Filter the entries below, keeping only lines with the word "when".

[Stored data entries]
((

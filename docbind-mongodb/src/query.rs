//! Translation of docbind filter expressions into MongoDB query documents.

use bson::{Bson, Document, doc};

use docbind_core::{
    error::DocumentStoreError,
    query::{Expr, FieldOp, QueryVisitor},
};

/// Translates filter expressions into MongoDB's BSON query syntax.
pub(crate) struct MongoQueryTranslator;

impl MongoQueryTranslator {
    /// Translates an optional filter; `None` and match-all become `{}`.
    pub fn filter(expr: Option<&Expr>) -> Result<Document, DocumentStoreError> {
        match expr {
            Some(expr) => MongoQueryTranslator.visit_expr(expr),
            None => Ok(Document::new()),
        }
    }
}

impl QueryVisitor for MongoQueryTranslator {
    type Output = Document;
    type Error = DocumentStoreError;

    fn visit_and(&mut self, exprs: &[Expr]) -> Result<Self::Output, Self::Error> {
        // MongoDB rejects an empty `$and`.
        if exprs.is_empty() {
            return Ok(Document::new());
        }

        Ok(doc! {
            "$and": exprs
                .iter()
                .map(|expr| self.visit_expr(expr))
                .collect::<Result<Vec<_>, _>>()?,
        })
    }

    fn visit_or(&mut self, exprs: &[Expr]) -> Result<Self::Output, Self::Error> {
        Ok(doc! {
            "$or": exprs
                .iter()
                .map(|expr| self.visit_expr(expr))
                .collect::<Result<Vec<_>, _>>()?,
        })
    }

    fn visit_not(&mut self, expr: &Expr) -> Result<Self::Output, Self::Error> {
        Ok(doc! {
            "$nor": [self.visit_expr(expr)?],
        })
    }

    fn visit_exists(&mut self, field: &str, should_exist: bool) -> Result<Self::Output, Self::Error> {
        Ok(doc! {
            field: { "$exists": should_exist },
        })
    }

    fn visit_field(&mut self, field: &str, op: &FieldOp, value: &Bson) -> Result<Self::Output, Self::Error> {
        Ok(doc! {
            field: match op {
                FieldOp::Eq => doc! { "$eq": value },
                FieldOp::Ne => doc! { "$ne": value },
                FieldOp::Gt => doc! { "$gt": value },
                FieldOp::Gte => doc! { "$gte": value },
                FieldOp::Lt => doc! { "$lt": value },
                FieldOp::Lte => doc! { "$lte": value },
                FieldOp::Contains => match value {
                    Bson::String(s) => doc! { "$regex": regex_escape(s), "$options": "i" },
                    Bson::Array(arr) => doc! { "$all": arr },
                    other => doc! { "$elemMatch": { "$eq": other } },
                },
                FieldOp::NotContains => match value {
                    Bson::String(s) => doc! { "$not": { "$regex": regex_escape(s), "$options": "i" } },
                    Bson::Array(arr) => doc! { "$nin": arr },
                    other => doc! { "$ne": other },
                },
                FieldOp::StartsWith => match value {
                    Bson::String(s) => doc! { "$regex": format!("^{}", regex_escape(s)), "$options": "i" },
                    _ => return Err(DocumentStoreError::InvalidQuery("StartsWith operator requires a string value".to_string())),
                },
                FieldOp::EndsWith => match value {
                    Bson::String(s) => doc! { "$regex": format!("{}$", regex_escape(s)), "$options": "i" },
                    _ => return Err(DocumentStoreError::InvalidQuery("EndsWith operator requires a string value".to_string())),
                },
                FieldOp::AnyOf => doc! { "$in": as_array(value) },
                FieldOp::NoneOf => doc! { "$nin": as_array(value) },
            }
        })
    }
}

fn as_array(value: &Bson) -> Bson {
    match value {
        Bson::Array(_) => value.clone(),
        single => Bson::Array(vec![single.clone()]),
    }
}

fn regex_escape(value: &str) -> String {
    let mut escaped = String::with_capacity(value.len());

    for c in value.chars() {
        if "\\^$.|?*+()[]{}".contains(c) {
            escaped.push('\\');
        }
        escaped.push(c);
    }

    escaped
}

#[cfg(test)]
mod tests {
    use super::*;
    use docbind_core::query::Filter;

    #[test]
    fn match_all_is_an_empty_filter() {
        assert_eq!(MongoQueryTranslator::filter(Some(&Expr::match_all())).unwrap(), doc! {});
        assert_eq!(MongoQueryTranslator::filter(None).unwrap(), doc! {});
    }

    #[test]
    fn field_operators() {
        let filter = MongoQueryTranslator::filter(Some(&Filter::and([
            Filter::eq("status", "open"),
            Filter::gte("total", 10),
            Filter::any_of("tags", "rush"),
        ])))
        .unwrap();

        assert_eq!(
            filter,
            doc! {
                "$and": [
                    { "status": { "$eq": "open" } },
                    { "total": { "$gte": 10 } },
                    { "tags": { "$in": ["rush"] } },
                ]
            }
        );
    }

    #[test]
    fn negation_uses_nor() {
        let filter = MongoQueryTranslator::filter(Some(&Filter::eq("status", "open").not())).unwrap();

        assert_eq!(filter, doc! { "$nor": [{ "status": { "$eq": "open" } }] });
    }

    #[test]
    fn regex_metacharacters_are_escaped() {
        let filter = MongoQueryTranslator::filter(Some(&Filter::starts_with("sku", "a.b"))).unwrap();

        assert_eq!(filter, doc! { "sku": { "$regex": "^a\\.b", "$options": "i" } });
    }
}
//! Named, schema-carrying handles to a collection.
//!
//! A [`Datastore`] starts unbound. Once a connection binds it (usually the
//! [`ConnectionRegistry`](crate::registry::ConnectionRegistry) does this when
//! the owning scope becomes ready) every query operation runs against the
//! bound model. Operations on an unbound datastore fail with
//! [`DocumentStoreError::Unbound`].
//!
//! # Example
//!
//! ```ignore
//! use docbind::prelude::*;
//!
//! let orders = registry.get_datastore("Orders").await?;
//! let open = orders
//!     .fetch_many(
//!         QueryOptions::builder()
//!             .condition(Filter::eq("status", "open"))
//!             .limit(10)
//!             .sort("createdAt", SortDirection::Desc),
//!     )
//!     .await?;
//! ```

use bson::{Bson, Document};
use mea::rwlock::RwLock;
use std::{fmt, marker::PhantomData, sync::Arc};

use crate::{
    backend::{Connection, DeleteAck, Model, ReplaceOptions},
    compose::{compose_by_id, compose_many},
    entity::{Entity, EntityExt},
    error::{DocumentStoreError, DocumentStoreResult},
    middleware::{DatastoreMiddleware, MiddlewareChain},
    options::{ByIdOptions, PaginationSort, PopulateSpec, QueryOptions},
    page::{Page, PaginationParams},
    query::{Expr, Sort},
    schema::Schema,
};

pub struct Datastore {
    name: String,
    schema: Schema,
    base: Option<String>,
    middleware: MiddlewareChain,
    model: RwLock<Option<Model>>,
}

impl Datastore {
    /// Creates an unbound datastore with no middleware.
    pub fn new(name: impl Into<String>, schema: Schema) -> Self {
        Self::builder(name).schema(schema).build()
    }

    pub fn builder(name: impl Into<String>) -> DatastoreBuilder {
        DatastoreBuilder::new(name)
    }

    /// Creates an unbound datastore named, shaped and based after `E`.
    pub fn for_entity<E: Entity>() -> Self {
        Self::entity_builder::<E>().build()
    }

    /// Like [`Datastore::for_entity`], but leaves room for middleware.
    pub fn entity_builder<E: Entity>() -> DatastoreBuilder {
        let builder = Self::builder(E::entity_name()).schema(E::schema());

        match E::base_entity() {
            Some(base) => builder.base(base),
            None => builder,
        }
    }

    pub fn name(&self) -> &str {
        &self.name
    }

    pub fn schema(&self) -> &Schema {
        &self.schema
    }

    /// The base model when this datastore is a discriminator.
    pub fn base(&self) -> Option<&str> {
        self.base.as_deref()
    }

    pub fn middleware(&self) -> &MiddlewareChain {
        &self.middleware
    }

    pub async fn is_bound(&self) -> bool {
        self.model.read().await.is_some()
    }

    /// Binds this datastore on `connection`.
    ///
    /// Discriminators are bound through their base model, which must already
    /// be bound on the same connection. Binding again replaces the model.
    ///
    /// # Errors
    ///
    /// Returns the connection's error when the model cannot be bound; the
    /// previous binding, if any, is kept.
    pub async fn init(&self, connection: &dyn Connection) -> DocumentStoreResult<()> {
        let model = match &self.base {
            Some(base) => {
                connection
                    .bind_discriminator(&self.name, &self.schema, base)
                    .await?
            }
            None => connection.bind_model(&self.name, &self.schema).await?,
        };

        let mut slot = self.model.write().await;
        if slot.is_some() {
            tracing::debug!(datastore = %self.name, "rebinding model");
        }
        *slot = Some(model);

        Ok(())
    }

    /// The bound model.
    pub async fn model(&self) -> DocumentStoreResult<Model> {
        self.model
            .read()
            .await
            .clone()
            .ok_or_else(|| DocumentStoreError::Unbound(self.name.clone()))
    }

    /// Fetches every document selected by `options`.
    ///
    /// Only the aspects present in `options` reach the store: no condition
    /// matches all documents, no pagination returns an unbounded list.
    pub async fn fetch_many(
        &self,
        options: impl Into<QueryOptions>,
    ) -> DocumentStoreResult<Vec<Document>> {
        let model = self.model().await?;
        compose_many(&model, &options.into()).execute().await
    }

    /// Fetches the document with identity `id`.
    ///
    /// Limit and skip are never applied to an identity lookup, even when the
    /// options were converted from [`QueryOptions`] carrying them.
    pub async fn fetch_by_id(
        &self,
        id: impl Into<Bson>,
        options: impl Into<ByIdOptions>,
    ) -> DocumentStoreResult<Option<Document>> {
        let model = self.model().await?;
        compose_by_id(&model, id.into(), &options.into())
            .execute_one()
            .await
    }

    /// Fetches the first document matching the raw filter, with middleware.
    ///
    /// Pre-check middleware derive options from `raw` before the fetch;
    /// post-check middleware then vote on the fetched document. A single
    /// negative vote turns the result into `None`.
    pub async fn fetch_one(&self, raw: Document) -> DocumentStoreResult<Option<Document>> {
        let model = self.model().await?;
        let derived = self.middleware.run_pre_check(&raw);
        let filter = Expr::from_document(&raw)?;

        let Some(document) = model.find_one(Some(filter)).execute_one().await? else {
            return Ok(None);
        };

        if self.middleware.run_post_check(&document, &derived) {
            Ok(Some(document))
        } else {
            tracing::debug!(datastore = %self.name, "post-check rejected document");
            Ok(None)
        }
    }

    /// Same as [`Datastore::fetch_one`].
    pub async fn fetch_one_by_options(
        &self,
        raw: Document,
    ) -> DocumentStoreResult<Option<Document>> {
        self.fetch_one(raw).await
    }

    /// Fetches with a filter and optional pagination, bypassing aspect
    /// classification.
    pub async fn fetch_many_raw(
        &self,
        filter: Option<Expr>,
        pagination: Option<PaginationSort>,
    ) -> DocumentStoreResult<Vec<Document>> {
        let model = self.model().await?;
        let query = model.find(filter);

        let query = match pagination {
            Some(pagination) => {
                let query = match pagination.effective_limit() {
                    Some(limit) => query.limit(limit),
                    None => query,
                };
                let query = match pagination.effective_skip() {
                    Some(skip) => query.skip(skip),
                    None => query,
                };
                match pagination.sort.is_empty() {
                    true => query,
                    false => query.sort(pagination.sort),
                }
            }
            None => query,
        };

        query.execute().await
    }

    /// Fetches a window of all documents. A zero limit means no limit.
    pub async fn fetch_paginated(
        &self,
        skip: u64,
        limit: u64,
        sort: Vec<Sort>,
    ) -> DocumentStoreResult<Vec<Document>> {
        let options = QueryOptions::builder()
            .pagination(PaginationSort { limit: Some(limit), skip: Some(skip), sort })
            .build();

        self.fetch_many(options).await
    }

    /// Fetches with a condition and options, populating each of `paths`.
    pub async fn fetch_populated<I, P>(
        &self,
        condition: Expr,
        pagination: PaginationSort,
        paths: I,
    ) -> DocumentStoreResult<Vec<Document>>
    where
        I: IntoIterator<Item = P>,
        P: Into<PopulateSpec>,
    {
        let options = paths
            .into_iter()
            .fold(
                QueryOptions::builder()
                    .condition(condition)
                    .pagination(pagination),
                |builder, path| builder.populate(path),
            )
            .build();

        self.fetch_many(options).await
    }

    /// Counts the documents matching `filter`; `None` counts all.
    pub async fn count_matching(&self, filter: Option<Expr>) -> DocumentStoreResult<u64> {
        self.model().await?.count(filter).await
    }

    /// Inserts a document after running the create middleware over it.
    pub async fn create(&self, mut document: Document) -> DocumentStoreResult<Document> {
        let model = self.model().await?;
        self.middleware.run_create(&mut document)?;

        model.create(document).await
    }

    /// Replaces the first document matching `filter` with `replacement`,
    /// returning the stored document as it is afterwards.
    ///
    /// The create middleware runs over the replacement first. `None` is
    /// returned when nothing matched.
    pub async fn find_one_and_update(
        &self,
        filter: Expr,
        mut replacement: Document,
    ) -> DocumentStoreResult<Option<Document>> {
        let model = self.model().await?;
        self.middleware.run_create(&mut replacement)?;

        model
            .find_one_and_replace(Some(filter), replacement, ReplaceOptions::default())
            .execute_one()
            .await
    }

    pub async fn remove_by_id(&self, id: impl Into<Bson>) -> DocumentStoreResult<DeleteAck> {
        self.model().await?.delete_by_id(id).await
    }

    /// Deletes every document in the collection.
    pub async fn remove_all(&self) -> DocumentStoreResult<DeleteAck> {
        let model = self.model().await?;
        let ack = model.delete_all(None).await?;

        tracing::warn!(
            datastore = %self.name,
            deleted = ack.deleted_count,
            "removed every document"
        );

        Ok(ack)
    }

    /// Fetches one numbered page of all documents.
    pub async fn fetch_page(
        &self,
        params: &PaginationParams,
        sort: Vec<Sort>,
    ) -> DocumentStoreResult<Page<Document>> {
        // Page 0 reads as page 1.
        let page = params.page.max(1);
        let count = self.count_matching(None).await? as usize;
        let items = self
            .fetch_paginated(params.offset() as u64, params.per_page as u64, sort)
            .await?;
        let end = params.offset() + items.len();

        Ok(Page::builder(items)
            .with_count(count)
            .with_next_page((end < count).then(|| page + 1))
            .with_previous_page((page > 1).then(|| page - 1))
            .build())
    }

    /// A typed view over this datastore.
    pub fn typed<E: Entity>(&self) -> TypedDatastore<'_, E> {
        TypedDatastore { inner: self, _marker: PhantomData }
    }
}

))

**Exercise response**
//! [`ConnectionRegistry`](crate::registry::ConnectionRegistry) does this when
    /// The base model when this datastore is a discriminator.
    /// Returns the connection's error when the model cannot be bound; the
    /// Limit and skip are never applied to an identity lookup, even when the
    /// returned when nothing matched.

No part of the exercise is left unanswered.